Let me say to anyone who has taken this burgeoning mythology seriously: Do not feel ashamed. These things can be seductive, and those of us who are a bit more creative, a bit more worldly, a bit more willing to zig where others zag . . . this conspiracy is like the huge shot-glass of vodka that the little voice in your head tells you not to hit but you want to do it anyway. Bush is an absolutely terrible President and human being, and one could easily imagine him guilty of all sorts of vile acts. Slamming the Loose Change shooter is like going to see a Saw sequel, it is a walk on the dark side, and as Camus said, 'it is essential to know the night.'

Yet now we must travel back.

Towards the end of Loose Change, while discussing the validity of cell phone use on those doomed flights, the narrator makes a relatively unequivocal statement: "The cell phone calls were faked, no 'ifs', 'ands', or 'buts'." Yet within barely five minutes, the narrator summarizes the film's arguments while the camera rolls through a hazy scene of debris and the strong, angular shapes of first-responders in uniform. After a clumsy attempt at rhetoric, where the government's reports are the true conspiracy theory, he encourages his viewers to stand up to their tyrannical government with the same heroism of Todd Beamer when he shouted 'Let's Roll!'

Two men think they're Jesus, one of them must be wrong.

Either the phone calls were faked as part of a CIA plot to create a story regarding what happened on 9/11 - to incriminate the hapless catspaws on Al-Queida - or, Todd Beamer was a hero who helped lead a tragically noble charge to reclaim that plane from murderous fanatics. One or the other. You can't disparage the man and everyone else on that plane on one hand, and use him as an emotional icon with the other. Unfortunately, such glaring lapses are just one example of the contempt this film holds for the thinking power of its viewers.

Perhaps the filmmakers are true believers who just happen to make sloppy arguments. More likely they are shameless exploiters to National Tragedy seeking profit and attention. Either way, I will not tolerate this asinine conspiracy theory anywhere near the Ideals of the Left that I still hold dear.

I know myself well enough by 32 to know that I'm a hopeless Idealist. These days I'm inclined to believe that a condition within my brain causes me to obsess over morality and the best life. I refuse to give up on the notion that we can, by making choices about society based on pragmatism and open discussion, create a system that strives to maximize the number of winners and minimize the losers. The exact opposite of the model which now prevails, where a handful at the top profit immensely off the maximum number of losers in the economy.
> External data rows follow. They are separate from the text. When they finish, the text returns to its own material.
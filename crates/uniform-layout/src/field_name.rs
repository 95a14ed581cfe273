use crate::error::{UniFormError, UniFormResult};
use serde::Serialize;
use std::fmt;
use std::str::FromStr;

/// A validated reference to a form field
///
/// Names are non-empty and limited to ASCII letters, digits, `_` and `-`, so a
/// layout can never carry a reference that could not name a form field.
///
/// # Examples
///
/// ```
/// use uniform_layout::FieldName;
///
/// let name = FieldName::new("first_name").unwrap();
/// assert_eq!(name.as_str(), "first_name");
///
/// assert!(FieldName::new("españa").is_err());
/// assert!(FieldName::new("").is_err());
/// ```
#[derive(Debug, Clone, PartialEq, Eq, Hash, PartialOrd, Ord, Serialize)]
#[serde(transparent)]
pub struct FieldName(String);

impl FieldName {
	pub fn new(name: impl Into<String>) -> UniFormResult<Self> {
		let name = name.into();
		if is_valid_field_name(&name) {
			Ok(Self(name))
		} else {
			Err(UniFormError::InvalidFieldName(name))
		}
	}

	pub fn as_str(&self) -> &str {
		&self.0
	}

	pub fn into_string(self) -> String {
		self.0
	}
}

pub fn is_valid_field_name(name: &str) -> bool {
	!name.is_empty()
		&& name
			.chars()
			.all(|c| c.is_ascii_alphanumeric() || c == '_' || c == '-')
}

impl FromStr for FieldName {
	type Err = UniFormError;

	fn from_str(s: &str) -> Result<Self, Self::Err> {
		Self::new(s)
	}
}

impl TryFrom<&str> for FieldName {
	type Error = UniFormError;

	fn try_from(value: &str) -> Result<Self, Self::Error> {
		Self::new(value)
	}
}

impl TryFrom<String> for FieldName {
	type Error = UniFormError;

	fn try_from(value: String) -> Result<Self, Self::Error> {
		Self::new(value)
	}
}

impl AsRef<str> for FieldName {
	fn as_ref(&self) -> &str {
		&self.0
	}
}

impl PartialEq<str> for FieldName {
	fn eq(&self, other: &str) -> bool {
		self.0 == other
	}
}

impl PartialEq<&str> for FieldName {
	fn eq(&self, other: &&str) -> bool {
		self.0 == *other
	}
}

impl fmt::Display for FieldName {
	fn fmt(&self, f: &mut fmt::Formatter<'_>) -> fmt::Result {
		f.write_str(&self.0)
	}
}

#[cfg(test)]
mod tests {
	use super::*;
	use rstest::rstest;

	#[rstest]
	#[case("email")]
	#[case("password1")]
	#[case("form-0-title")]
	#[case("_private")]
	fn test_accepts_identifiers(#[case] name: &str) {
		assert_eq!(FieldName::new(name).unwrap(), name);
	}

	#[rstest]
	#[case("")]
	#[case("españa")]
	#[case("first name")]
	#[case("a.b")]
	fn test_rejects_other_names(#[case] name: &str) {
		let err = FieldName::new(name).unwrap_err();

		assert!(matches!(err, UniFormError::InvalidFieldName(n) if n == name));
	}
}
//! # uniform urls
//!
//! URL reverse resolution for form actions.
//!
//! A form helper's action may name a route instead of spelling out a path.
//! The [`UrlReverser`] trait is the lookup seam; [`RouteTable`] is a simple
//! registry of named path patterns (`/users/{id}/`) that implements it.
//!
//! ## Example
//!
//! ```rust
//! use uniform_urls::{RouteTable, UrlReverser};
//!
//! let mut routes = RouteTable::new();
//! routes.register("simpleAction", "/simple/action/").unwrap();
//! routes.register("users:detail", "/users/{id}/").unwrap();
//!
//! assert_eq!(routes.reverse("simpleAction"), Some("/simple/action/".to_string()));
//! assert_eq!(routes.reverse_with("users:detail", &[("id", "7")]).unwrap(), "/users/7/");
//! assert_eq!(routes.reverse("missing"), None);
//! ```

use indexmap::IndexMap;
use std::collections::HashMap;

/// Errors raised while registering or reversing routes
#[derive(Debug, Clone, PartialEq, Eq, thiserror::Error)]
pub enum ReverseError {
	#[error("Reverse for '{0}' not found")]
	NotFound(String),
	#[error("Missing parameter '{param}' reversing '{name}'")]
	MissingParam { name: String, param: String },
	#[error("Invalid parameter '{0}': contains dangerous characters")]
	InvalidParam(String),
	#[error("Invalid route pattern '{0}'")]
	InvalidPattern(String),
}

pub type ReverseResult<T> = Result<T, ReverseError>;

/// Resolves a route name to a URL path
pub trait UrlReverser: Send + Sync {
	/// Reverse a parameterless route, `None` when the name is unknown
	fn reverse(&self, name: &str) -> Option<String>;
}

/// Reverser that knows no routes, so every action is used literally
#[derive(Debug, Clone, Copy, Default)]
pub struct NoReverse;

impl UrlReverser for NoReverse {
	fn reverse(&self, _name: &str) -> Option<String> {
		None
	}
}

/// Extract parameter names from a URL pattern
///
/// # Examples
///
/// ```
/// use uniform_urls::extract_param_names;
///
/// let names = extract_param_names("/users/{id}/posts/{post_id}/");
/// assert_eq!(names, vec!["id", "post_id"]);
/// ```
pub fn extract_param_names(pattern: &str) -> Vec<String> {
	let mut names = Vec::new();
	let mut chars = pattern.chars();

	while let Some(ch) = chars.next() {
		if ch == '{' {
			let name: String = chars.by_ref().take_while(|&c| c != '}').collect();
			if !name.is_empty() {
				names.push(name);
			}
		}
	}

	names
}

/// Single-pass placeholder substitution
///
/// Placeholders without a value are kept as is.
///
/// # Examples
///
/// ```
/// use std::collections::HashMap;
/// use uniform_urls::reverse_single_pass;
///
/// let mut params = HashMap::new();
/// params.insert("id".to_string(), "123".to_string());
///
/// assert_eq!(reverse_single_pass("/users/{id}/{tab}/", &params), "/users/123/{tab}/");
/// ```
pub fn reverse_single_pass(pattern: &str, params: &HashMap<String, String>) -> String {
	let mut result = String::with_capacity(pattern.len());
	let mut chars = pattern.chars();

	while let Some(ch) = chars.next() {
		if ch == '{' {
			let param_name: String = chars.by_ref().take_while(|&c| c != '}').collect();
			match params.get(&param_name) {
				Some(value) => result.push_str(value),
				None => {
					result.push('{');
					result.push_str(&param_name);
					result.push('}');
				}
			}
		} else {
			result.push(ch);
		}
	}

	result
}

/// Reject values that would change the shape of the reversed path
fn is_safe_param(value: &str) -> bool {
	!value.is_empty()
		&& !value.contains("..")
		&& !value.chars().any(|c| matches!(c, '/' | '\\' | '?' | '#' | '%'))
}

fn is_valid_pattern(pattern: &str) -> bool {
	let mut depth = 0usize;
	for c in pattern.chars() {
		match c {
			'{' if depth == 0 => depth = 1,
			'}' if depth == 1 => depth = 0,
			'{' | '}' => return false,
			_ => {}
		}
	}
	depth == 0
}

/// Registry of named path patterns
///
/// Names may carry a namespace (`"users:detail"`); the full name is the key.
#[derive(Debug, Clone, Default)]
pub struct RouteTable {
	routes: IndexMap<String, String>,
}

impl RouteTable {
	pub fn new() -> Self {
		Self::default()
	}

	/// Register a route pattern under a name, replacing any previous pattern
	pub fn register(&mut self, name: impl Into<String>, pattern: impl Into<String>) -> ReverseResult<()> {
		let pattern = pattern.into();
		if !is_valid_pattern(&pattern) {
			return Err(ReverseError::InvalidPattern(pattern));
		}
		let name = name.into();
		tracing::debug!(route = %name, pattern = %pattern, "Registered route");
		self.routes.insert(name, pattern);
		Ok(())
	}

	/// Builder-style [`register`](Self::register)
	pub fn with_route(mut self, name: impl Into<String>, pattern: impl Into<String>) -> ReverseResult<Self> {
		self.register(name, pattern)?;
		Ok(self)
	}

	/// Reverse a route name to a path, substituting every parameter
	pub fn reverse_with<S: AsRef<str>>(&self, name: &str, params: &[(S, S)]) -> ReverseResult<String> {
		let pattern = self
			.routes
			.get(name)
			.ok_or_else(|| ReverseError::NotFound(name.to_string()))?;

		let params: HashMap<String, String> = params
			.iter()
			.map(|(k, v)| (k.as_ref().to_string(), v.as_ref().to_string()))
			.collect();

		for param in extract_param_names(pattern) {
			match params.get(&param) {
				None => {
					return Err(ReverseError::MissingParam {
						name: name.to_string(),
						param,
					});
				}
				Some(value) if !is_safe_param(value) => {
					return Err(ReverseError::InvalidParam(param));
				}
				Some(_) => {}
			}
		}

		Ok(reverse_single_pass(pattern, &params))
	}

	pub fn has_route(&self, name: &str) -> bool {
		self.routes.contains_key(name)
	}

	/// Registered names in registration order
	pub fn route_names(&self) -> impl Iterator<Item = &str> {
		self.routes.keys().map(String::as_str)
	}

	pub fn len(&self) -> usize {
		self.routes.len()
	}

	pub fn is_empty(&self) -> bool {
		self.routes.is_empty()
	}
}

impl UrlReverser for RouteTable {
	fn reverse(&self, name: &str) -> Option<String> {
		self.reverse_with::<&str>(name, &[]).ok()
	}
}

impl<T: UrlReverser + ?Sized> UrlReverser for &T {
	fn reverse(&self, name: &str) -> Option<String> {
		(**self).reverse(name)
	}
}

impl<T: UrlReverser + ?Sized> UrlReverser for std::sync::Arc<T> {
	fn reverse(&self, name: &str) -> Option<String> {
		(**self).reverse(name)
	}
}
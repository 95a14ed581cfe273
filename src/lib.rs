//! # uniform
//!
//! Declarative layouts for HTML forms.
//!
//! A [`FormHelper`](layout::FormHelper) carries the form-level attributes
//! (method, action, id, class, style, inputs) and an optional
//! [`Layout`](layout::Layout) that arranges the form's fields into fieldsets,
//! rows, columns and multi-field blocks interleaved with raw HTML. The
//! `{% uni_form form helper %}` tag renders the whole thing.
//!
//! ## Crates
//!
//! - [`forms`] - host form abstraction (fields, bound data, formsets)
//! - [`templates`] - Tera engine with the built-in `uni_form/*.html` templates
//! - [`urls`] - named route reversal for form actions
//! - [`layout`] - layout objects, form helper, template tag and filters
//!
//! ## Quick Example
//!
//! ```rust
//! use uniform::prelude::*;
//!
//! let form = Form::new()
//!     .field(CharField::new("first_name"))
//!     .field(CharField::new("last_name"));
//!
//! let mut helper = FormHelper::new();
//! helper.set_form_id("this-form-rocks");
//! helper.add_layout(Layout::new([Row::new(["first_name", "last_name"]).unwrap()]).unwrap());
//!
//! let context = TagContext::new().with("form", form).with("helper", helper);
//! let html = UniForm::default()
//! 	.render_template("{% load uni_form_tags %}{% uni_form form helper %}", &context)
//! 	.unwrap();
//!
//! assert!(html.contains(r#"id="this-form-rocks""#));
//! assert!(html.contains(r#"<div class="formRow">"#));
//! ```

pub use uniform_forms as forms;
pub use uniform_layout as layout;
pub use uniform_templates as templates;
pub use uniform_urls as urls;

pub use uniform_layout::{UniForm, UniFormError, UniFormResult, UniFormSettings};

pub mod prelude {
	pub use crate::forms::{BooleanField, CharField, Form, FormError, FormSet, Widget};
	pub use crate::layout::{
		Column,
		Container,
		Fieldset,
		FormHelper,
		FormMethod,
		FormStyle,
		HTML,
		Input,
		Layout,
		LayoutItem,
		LayoutObject,
		MultiField,
		Row,
		TagContext,
		UniForm,
		UniFormError,
		UniFormResult,
		UniFormSettings,
	};
	pub use crate::templates::{TemplateEngine, TeraEngine};
	pub use crate::urls::{NoReverse, RouteTable, UrlReverser};
}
This fight is not over. Not the fight to save souls, to allow human beings to at least try to grapple with the awesomeness of consciousness without some religious prick retarding their understanding. Not the fight to have some say in the shape of this world and this economy, to fight for the liberties and opportunities that still are at the heart of Liberalism. And certainly not the fight to keep these defeatist, conspiracy-nuts from soiling both the name and the direction of Modern Left.

I expect I'll be getting yelled at a lot and getting called a fair number of impolite names in the next few months. That's o.k., I'm an Atheist. I can take it.